━━━━━ Input for this task ━━━━━

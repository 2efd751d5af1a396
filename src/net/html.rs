//! HTML parsing utilities for the scraped sources.
//!
//! Thin helpers over the `scraper` crate for CSS selector-based extraction, plus URL
//! normalization shared by every extractor.
//!
//! # Examples
//!
//! ```rust
//! use shiori::net::html;
//!
//! let document = html::parse(r#"<h1 class="title">Solo Leveling</h1><img src="//cdn.example/c.jpg">"#);
//! assert_eq!(html::select_text(&document, ".title"), Some("Solo Leveling".to_string()));
//! assert_eq!(
//!     html::normalize_url("//cdn.example/c.jpg", None),
//!     Some("https://cdn.example/c.jpg".to_string())
//! );
//! ```

use rayon::prelude::*;
use scraper::{ElementRef, Html, Selector};
use url::Url;

/// Parses an HTML document from a string.
pub fn parse(html: &str) -> Html {
    Html::parse_document(html)
}

/// Extracts trimmed text content from the first element matching a CSS selector.
///
/// Returns `None` when nothing matches, the selector is invalid, or the text is empty.
pub fn select_text(html: &Html, selector: &str) -> Option<String> {
    Selector::parse(selector).ok().and_then(|sel| {
        html.select(&sel)
            .next()
            .map(|el| collapse_whitespace(&el.text().collect::<String>()))
            .filter(|text| !text.is_empty())
    })
}

/// Extracts an attribute value from the first element matching a CSS selector.
pub fn select_attr(html: &Html, selector: &str, attr: &str) -> Option<String> {
    Selector::parse(selector).ok().and_then(|sel| {
        html.select(&sel)
            .next()
            .and_then(|el| el.value().attr(attr).map(|v| v.trim().to_string()))
    })
}

/// Extracts text content from all elements matching a CSS selector, in document order.
pub fn select_all_text(html: &Html, selector: &str) -> Vec<String> {
    Selector::parse(selector)
        .ok()
        .map(|sel| {
            html.select(&sel)
                .map(|el| collapse_whitespace(&el.text().collect::<String>()))
                .filter(|text| !text.is_empty())
                .collect()
        })
        .unwrap_or_default()
}

/// Extracts attribute values from all elements matching a CSS selector, in document order.
pub fn select_all_attr(html: &Html, selector: &str, attr: &str) -> Vec<String> {
    Selector::parse(selector)
        .ok()
        .map(|sel| {
            html.select(&sel)
                .filter_map(|el| el.value().attr(attr).map(|v| v.trim().to_string()))
                .collect()
        })
        .unwrap_or_default()
}

/// Text of the first descendant of `element` matching `selector`.
pub fn child_text(element: ElementRef<'_>, selector: &str) -> Option<String> {
    Selector::parse(selector).ok().and_then(|sel| {
        element
            .select(&sel)
            .next()
            .map(|el| collapse_whitespace(&el.text().collect::<String>()))
            .filter(|text| !text.is_empty())
    })
}

/// Attribute of the first descendant of `element` matching `selector`.
pub fn child_attr(element: ElementRef<'_>, selector: &str, attr: &str) -> Option<String> {
    Selector::parse(selector).ok().and_then(|sel| {
        element
            .select(&sel)
            .next()
            .and_then(|el| el.value().attr(attr).map(|v| v.trim().to_string()))
            .filter(|v| !v.is_empty())
    })
}

/// First non-empty lazy-load aware image source of an `img` element.
pub fn image_source(img: ElementRef<'_>) -> Option<String> {
    ["data-src", "data-lazy-src", "data-original", "src"]
        .iter()
        .filter_map(|attr| img.value().attr(attr))
        .map(|v| v.trim().replace(['\n', '\t'], ""))
        .find(|v| !v.is_empty() && !v.starts_with("data:"))
}

/// Parses repeated item blocks in parallel using rayon.
///
/// Every element matching `selector` is serialized and re-parsed as a fragment on the
/// rayon pool, then handed to `parser`. Results keep document order; items for which
/// the parser returns `None` are dropped.
///
/// Only use this for block-level items (`div`, `li`, `article`). Table rows lose their
/// structure when parsed as standalone fragments.
pub fn parse_items<T, F>(html: &Html, selector: &str, parser: F) -> Vec<T>
where
    T: Send,
    F: Fn(ElementRef<'_>) -> Option<T> + Sync,
{
    Selector::parse(selector)
        .ok()
        .map(|sel| {
            let elements: Vec<String> = html.select(&sel).map(|el| el.html()).collect();

            elements
                .into_par_iter()
                .filter_map(|html_str| {
                    let doc = Html::parse_fragment(&html_str);
                    let element = doc
                        .root_element()
                        .children()
                        .find_map(ElementRef::wrap)?;
                    parser(element)
                })
                .collect()
        })
        .unwrap_or_default()
}

/// Normalizes a URL found in scraped markup.
///
/// - Protocol-relative URLs (`//host/path`) become `https://host/path`
/// - Absolute `http(s)` URLs are returned unchanged
/// - Relative URLs are joined onto `base` when one is given
///
/// Returns `None` for empty input or relative input without a base.
pub fn normalize_url(raw: &str, base: Option<&str>) -> Option<String> {
    let raw = raw.trim();
    if raw.is_empty() {
        return None;
    }
    if let Some(rest) = raw.strip_prefix("//") {
        return Some(format!("https://{}", rest));
    }
    if raw.starts_with("http://") || raw.starts_with("https://") {
        return Some(raw.to_string());
    }

    let base = Url::parse(base?).ok()?;
    base.join(raw).ok().map(|u| u.to_string())
}

/// Last non-empty path segment of a URL, with any trailing slash ignored.
///
/// ```rust
/// use shiori::net::html::last_path_segment;
///
/// assert_eq!(last_path_segment("https://site/manga/abc/chapter-12/"), Some("chapter-12".to_string()));
/// ```
pub fn last_path_segment(url: &str) -> Option<String> {
    let path = url.split(['?', '#']).next().unwrap_or(url);
    path.trim_end_matches('/')
        .rsplit('/')
        .next()
        .filter(|s| !s.is_empty() && !s.contains(':'))
        .map(String::from)
}

/// Collapses runs of whitespace into single spaces and trims the result.
pub fn collapse_whitespace(text: &str) -> String {
    text.split_whitespace().collect::<Vec<_>>().join(" ")
}
//! Cross-catalog title matching.
//!
//! The metadata catalog and the scraped sites key the same show differently, so a
//! catalog entry is paired with a scraped search result by scoring every candidate
//! against it:
//!
//! | Rule | Score |
//! |---|---|
//! | either normalized title contains the other | +10 |
//! | season numbers equal | +10 |
//! | target season > 1, candidate season 1 with no "season" in its title | −20 |
//! | years differ by at most 1 | +5 |
//! | years differ by more than 2 | −10 |
//! | declared types equal | +3 |
//!
//! The −20 first-season penalty is waived when both years are known and within one of
//! each other: a sequel released under a subtitle ("Culling Game") carries no season
//! marker but airs in the target's year, whereas a stale first season does not.
//!
//! Rules whose inputs are unknown (missing year or type) contribute nothing. Ties go
//! to the earliest candidate.
//!
//! ```rust
//! use shiori::matching::{TitleInfo, best_match};
//!
//! let target = TitleInfo::new("Jujutsu Kaisen Season 3").year(2025).media_type("TV");
//! let candidates = vec![
//!     TitleInfo::new("Jujutsu Kaisen").year(2020),
//!     TitleInfo::new("Jujutsu Kaisen Season 2").year(2023),
//!     TitleInfo::new("Jujutsu Kaisen: Culling Game").year(2025).media_type("TV"),
//! ];
//!
//! let best = best_match(&target, &candidates).unwrap();
//! assert_eq!(best.index, 2);
//! ```

use once_cell::sync::Lazy;
use regex::Regex;

use crate::types::SearchResult;

/// Lowest score treated as a usable match.
pub const MIN_MATCH_SCORE: i32 = 5;

const SUBSTRING_BONUS: i32 = 10;
const SEASON_BONUS: i32 = 10;
const FIRST_SEASON_PENALTY: i32 = -20;
const YEAR_CLOSE_BONUS: i32 = 5;
const YEAR_FAR_PENALTY: i32 = -10;
const TYPE_BONUS: i32 = 3;

static SEASON_WORD: Lazy<Option<Regex>> =
    Lazy::new(|| Regex::new(r"(?i)\bseason\s*(\d+)").ok());
static SEASON_ORDINAL: Lazy<Option<Regex>> =
    Lazy::new(|| Regex::new(r"(?i)\b(\d+)(?:st|nd|rd|th)\s+season\b").ok());

/// The fields matching looks at.
#[derive(Debug, Clone, Default, PartialEq, Eq)]
pub struct TitleInfo {
    pub title: String,
    pub year: Option<i32>,
    pub media_type: Option<String>,
}

impl TitleInfo {
    pub fn new(title: impl Into<String>) -> Self {
        Self {
            title: title.into(),
            ..Default::default()
        }
    }

    pub fn year(mut self, year: i32) -> Self {
        self.year = Some(year);
        self
    }

    pub fn media_type(mut self, media_type: impl Into<String>) -> Self {
        self.media_type = Some(media_type.into());
        self
    }
}

impl From<&SearchResult> for TitleInfo {
    fn from(result: &SearchResult) -> Self {
        Self {
            title: result.title.clone(),
            year: result.year,
            media_type: result.media_type.clone(),
        }
    }
}

/// Scoring record for one candidate.
#[derive(Debug, Clone, Copy, PartialEq, Eq)]
pub struct MatchCandidate {
    /// Position of the candidate in the input slice
    pub index: usize,
    pub target_season: u32,
    pub candidate_season: u32,
    pub score: i32,
}

/// Lower-cases and drops every non-alphanumeric character.
pub fn normalize_title(title: &str) -> String {
    title
        .chars()
        .filter(|c| c.is_alphanumeric())
        .flat_map(char::to_lowercase)
        .collect()
}

/// Season number from "Season N" or "Nth Season", 1 when absent.
pub fn season_number(title: &str) -> u32 {
    [&*SEASON_WORD, &*SEASON_ORDINAL]
        .into_iter()
        .flatten()
        .find_map(|re| re.captures(title))
        .and_then(|caps| caps.get(1))
        .and_then(|m| m.as_str().parse().ok())
        .unwrap_or(1)
}

fn mentions_season(title: &str) -> bool {
    title.to_lowercase().contains("season")
}

fn first_word(title: &str) -> Option<String> {
    title
        .split(|c: char| !c.is_alphanumeric())
        .find(|w| !w.is_empty())
        .map(str::to_lowercase)
}

fn titles_overlap(a: &str, b: &str) -> bool {
    !a.is_empty() && !b.is_empty() && (a.contains(b) || b.contains(a))
}

/// Scores `candidate` against `target`.
pub fn score_candidate(target: &TitleInfo, candidate: &TitleInfo) -> i32 {
    let mut score = 0;

    if titles_overlap(
        &normalize_title(&target.title),
        &normalize_title(&candidate.title),
    ) {
        score += SUBSTRING_BONUS;
    }

    let target_season = season_number(&target.title);
    let candidate_season = season_number(&candidate.title);
    let year_gap = match (target.year, candidate.year) {
        (Some(a), Some(b)) => Some((a - b).abs()),
        _ => None,
    };

    if target_season == candidate_season {
        score += SEASON_BONUS;
    } else if target_season > 1
        && candidate_season == 1
        && !mentions_season(&candidate.title)
        && !year_gap.is_some_and(|gap| gap <= 1)
    {
        score += FIRST_SEASON_PENALTY;
    }

    match year_gap {
        Some(gap) if gap <= 1 => score += YEAR_CLOSE_BONUS,
        Some(gap) if gap > 2 => score += YEAR_FAR_PENALTY,
        _ => {}
    }

    if let (Some(a), Some(b)) = (&target.media_type, &candidate.media_type) {
        if a.eq_ignore_ascii_case(b) {
            score += TYPE_BONUS;
        }
    }

    score
}

/// Highest-scoring candidate, the earliest one on ties. `None` for no candidates.
pub fn best_match(target: &TitleInfo, candidates: &[TitleInfo]) -> Option<MatchCandidate> {
    let target_season = season_number(&target.title);

    candidates
        .iter()
        .enumerate()
        .map(|(index, candidate)| MatchCandidate {
            index,
            target_season,
            candidate_season: season_number(&candidate.title),
            score: score_candidate(target, candidate),
        })
        .fold(None, |best: Option<MatchCandidate>, current| match best {
            Some(b) if b.score >= current.score => Some(b),
            _ => Some(current),
        })
}

/// Whether a scored candidate is good enough to enrich the target with.
///
/// Requires [`MIN_MATCH_SCORE`] and some title relation (containment or a shared
/// first word), so a year and type coincidence alone never counts.
pub fn is_usable(target: &TitleInfo, candidate: &TitleInfo, scored: &MatchCandidate) -> bool {
    if scored.score < MIN_MATCH_SCORE {
        return false;
    }
    titles_overlap(
        &normalize_title(&target.title),
        &normalize_title(&candidate.title),
    ) || (first_word(&target.title).is_some()
        && first_word(&target.title) == first_word(&candidate.title))
}

/// Best usable candidate among search results, or `None` when nothing qualifies.
pub fn find_usable<'a>(
    target: &TitleInfo,
    results: &'a [SearchResult],
) -> Option<(&'a SearchResult, MatchCandidate)> {
    let infos: Vec<TitleInfo> = results.iter().map(TitleInfo::from).collect();
    let best = best_match(target, &infos)?;
    is_usable(target, &infos[best.index], &best).then(|| (&results[best.index], best))
}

━━━━━

■ **Your task**
Provide solely the number of lines in the listing that contain "scraped".

■ **Completed exercise**
4